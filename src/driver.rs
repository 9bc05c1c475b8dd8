//! # VM Lifecycle Driver
//!
//! Applies [`PinningRequest`]s one VM at a time through a [`Gateway`].
//!
//! ## Per-VM Flow
//!
//! ```text
//!   LOOKUP ──not found──► NotFound
//!     │
//!     ├── print mode ───► Printed   (no mutating call)
//!     ├── dry run ──────► Planned   (no mutating call)
//!     ▼
//!   POWER-OFF ──declined──► Declined   (VM untouched)
//!     │
//!   CLEAR-PIN ──stride 0──► POWER-ON ──► Unpinned
//!     │
//!   GENERATE-PIN ─────────► POWER-ON ──► Pinned
//! ```
//!
//! Every step waits for the remote task before the next one starts. A failed
//! task aborts the VM and the run; nothing is retried.

use crate::config::PinningRequest;
use crate::constants::AFFIRMATIVE_ANSWERS;
use crate::error::Result;
use crate::gateway::{Gateway, PowerState, VmHandle};
use crate::planner::{
    ConfigEntry, NumaLayout, PinningParams, clear_pinning, plan_pinning, render_pinning,
};
use std::io::{BufRead, Write};
use tracing::{info, warn};

// =============================================================================
// Confirmation
// =============================================================================

/// Asks the operator before a running VM is powered off.
pub trait Confirm {
    /// Returns true if the operator agreed.
    fn confirm(&mut self, question: &str) -> Result<bool>;
}

impl<C: Confirm + ?Sized> Confirm for &mut C {
    fn confirm(&mut self, question: &str) -> Result<bool> {
        (**self).confirm(question)
    }
}

/// Asks on stdout and reads the answer from stdin.
#[derive(Debug, Default, Clone, Copy)]
pub struct StdinConfirm;

impl Confirm for StdinConfirm {
    fn confirm(&mut self, question: &str) -> Result<bool> {
        let mut stdout = std::io::stdout().lock();
        write!(stdout, "{question} [y/N] ")?;
        stdout.flush()?;

        let mut answer = String::new();
        std::io::stdin().lock().read_line(&mut answer)?;
        Ok(is_affirmative(&answer))
    }
}

/// Returns true for `y` or `yes`, ignoring case and surrounding whitespace.
pub fn is_affirmative(answer: &str) -> bool {
    let answer = answer.trim().to_lowercase();
    AFFIRMATIVE_ANSWERS.contains(&answer.as_str())
}

// =============================================================================
// Outcomes
// =============================================================================

/// What a run does with each VM it finds.
#[derive(Debug, Clone, Copy, PartialEq, Eq, Default)]
pub enum RunMode {
    /// Power off, reconfigure, power on.
    #[default]
    Apply,
    /// Show the current pinning entries.
    PrintOnly,
    /// Compute the entries an apply would submit.
    DryRun,
}

/// Result of processing one request.
#[derive(Debug, Clone, PartialEq, Eq)]
pub enum Outcome {
    /// Print mode: current pinning as `key:value; ` pairs.
    Printed(String),
    /// Dry run: the list the generate-stage reconfiguration would submit.
    Planned(Vec<ConfigEntry>),
    /// No VM with that name.
    NotFound,
    /// Operator declined the power-off. Nothing was changed.
    Declined,
    /// Pinning removed, VM powered back on.
    Unpinned,
    /// New pinning applied, VM powered back on.
    Pinned { vcpus: u64 },
}

/// Per-outcome counters of a run.
#[derive(Debug, Clone, Copy, PartialEq, Eq, Default)]
pub struct RunSummary {
    pub printed: usize,
    pub planned: usize,
    pub not_found: usize,
    pub declined: usize,
    pub unpinned: usize,
    pub pinned: usize,
}

impl RunSummary {
    fn record(&mut self, outcome: &Outcome) {
        match outcome {
            Outcome::Printed(_) => self.printed += 1,
            Outcome::Planned(_) => self.planned += 1,
            Outcome::NotFound => self.not_found += 1,
            Outcome::Declined => self.declined += 1,
            Outcome::Unpinned => self.unpinned += 1,
            Outcome::Pinned { .. } => self.pinned += 1,
        }
    }

    /// Requests that were skipped (not found or declined).
    pub fn skipped(&self) -> usize {
        self.not_found + self.declined
    }
}

// =============================================================================
// Driver
// =============================================================================

/// Drives the power-off / reconfigure / power-on sequence.
pub struct Driver<'a, G: Gateway + ?Sized, C: Confirm> {
    gateway: &'a G,
    confirm: C,
    mode: RunMode,
    layout: NumaLayout,
}

impl<'a, G: Gateway + ?Sized, C: Confirm> Driver<'a, G, C> {
    /// Creates a driver for one run.
    pub fn new(gateway: &'a G, confirm: C, mode: RunMode, layout: NumaLayout) -> Self {
        if layout.num_numas > 1 && layout.numa_size == 0 {
            warn!(
                num_numas = layout.num_numas,
                "numa size is 0, every NUMA node starts at the same core"
            );
        }
        Self {
            gateway,
            confirm,
            mode,
            layout,
        }
    }

    /// Applies `requests` in order, reporting each outcome as it happens.
    ///
    /// Stops at the first error.
    pub async fn run<F>(
        &mut self,
        requests: &[PinningRequest],
        mut report: F,
    ) -> Result<RunSummary>
    where
        F: FnMut(&PinningRequest, &Outcome),
    {
        let mut summary = RunSummary::default();
        for request in requests {
            let outcome = self.apply(request).await?;
            summary.record(&outcome);
            report(request, &outcome);
        }
        Ok(summary)
    }

    /// Processes a single request.
    pub async fn apply(&mut self, request: &PinningRequest) -> Result<Outcome> {
        let Some(vm) = self.gateway.find_vm(&request.vm_name).await? else {
            warn!(vm = %request.vm_name, "virtual machine not found");
            return Ok(Outcome::NotFound);
        };

        match self.mode {
            RunMode::PrintOnly => return Ok(Outcome::Printed(render_pinning(&vm.extra_config))),
            RunMode::DryRun => {
                let cleared = clear_pinning(&vm.extra_config);
                let planned = plan_pinning(&cleared, &self.params(request, &vm));
                return Ok(Outcome::Planned(planned));
            }
            RunMode::Apply => {}
        }

        info!(vm = %vm.name, vcpus = vm.vcpu_count, stride = request.stride, "performing pinning");

        if !self.ensure_powered_off(&vm, request.force).await? {
            warn!(vm = %vm.name, "denied permission to power off VM, skipping pinning");
            return Ok(Outcome::Declined);
        }

        let cleared = clear_pinning(&vm.extra_config);
        self.gateway.reconfigure(&vm, &cleared).await?;

        if request.stride == 0 {
            info!(vm = %vm.name, "pinning removed, new pinning not needed");
            self.ensure_powered_on(&vm).await?;
            return Ok(Outcome::Unpinned);
        }

        let params = self.params(request, &vm);
        let planned = plan_pinning(&cleared, &params);
        self.gateway.reconfigure(&vm, &planned).await?;
        self.ensure_powered_on(&vm).await?;

        Ok(Outcome::Pinned {
            vcpus: params.pinned_vcpus(),
        })
    }

    fn params(&self, request: &PinningRequest, vm: &VmHandle) -> PinningParams {
        PinningParams {
            start: request.start,
            vcpu_count: vm.vcpu_count,
            stride: request.stride,
            layout: self.layout,
        }
    }

    /// Returns false if the operator declined the power-off.
    async fn ensure_powered_off(&mut self, vm: &VmHandle, force: bool) -> Result<bool> {
        let state = self.gateway.power_state(vm).await?;
        if state == PowerState::PoweredOff {
            return Ok(true);
        }

        if !force {
            let question = format!(
                "VM {} is {}. It must be shut down to proceed. Continue?",
                vm.name, state
            );
            if !self.confirm.confirm(&question)? {
                return Ok(false);
            }
        }

        info!(vm = %vm.name, from = %state, "shutting down VM");
        self.gateway.power_off(vm).await?;
        Ok(true)
    }

    async fn ensure_powered_on(&self, vm: &VmHandle) -> Result<()> {
        let state = self.gateway.power_state(vm).await?;
        if state == PowerState::PoweredOn {
            return Ok(());
        }
        info!(vm = %vm.name, from = %state, "starting VM");
        self.gateway.power_on(vm).await
    }
}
◇ ◇ ◇
Exercise directions:
The string "Applies" appears on some lines of the data above; report how many such lines there are, as a bare number.

Exercise solution:
2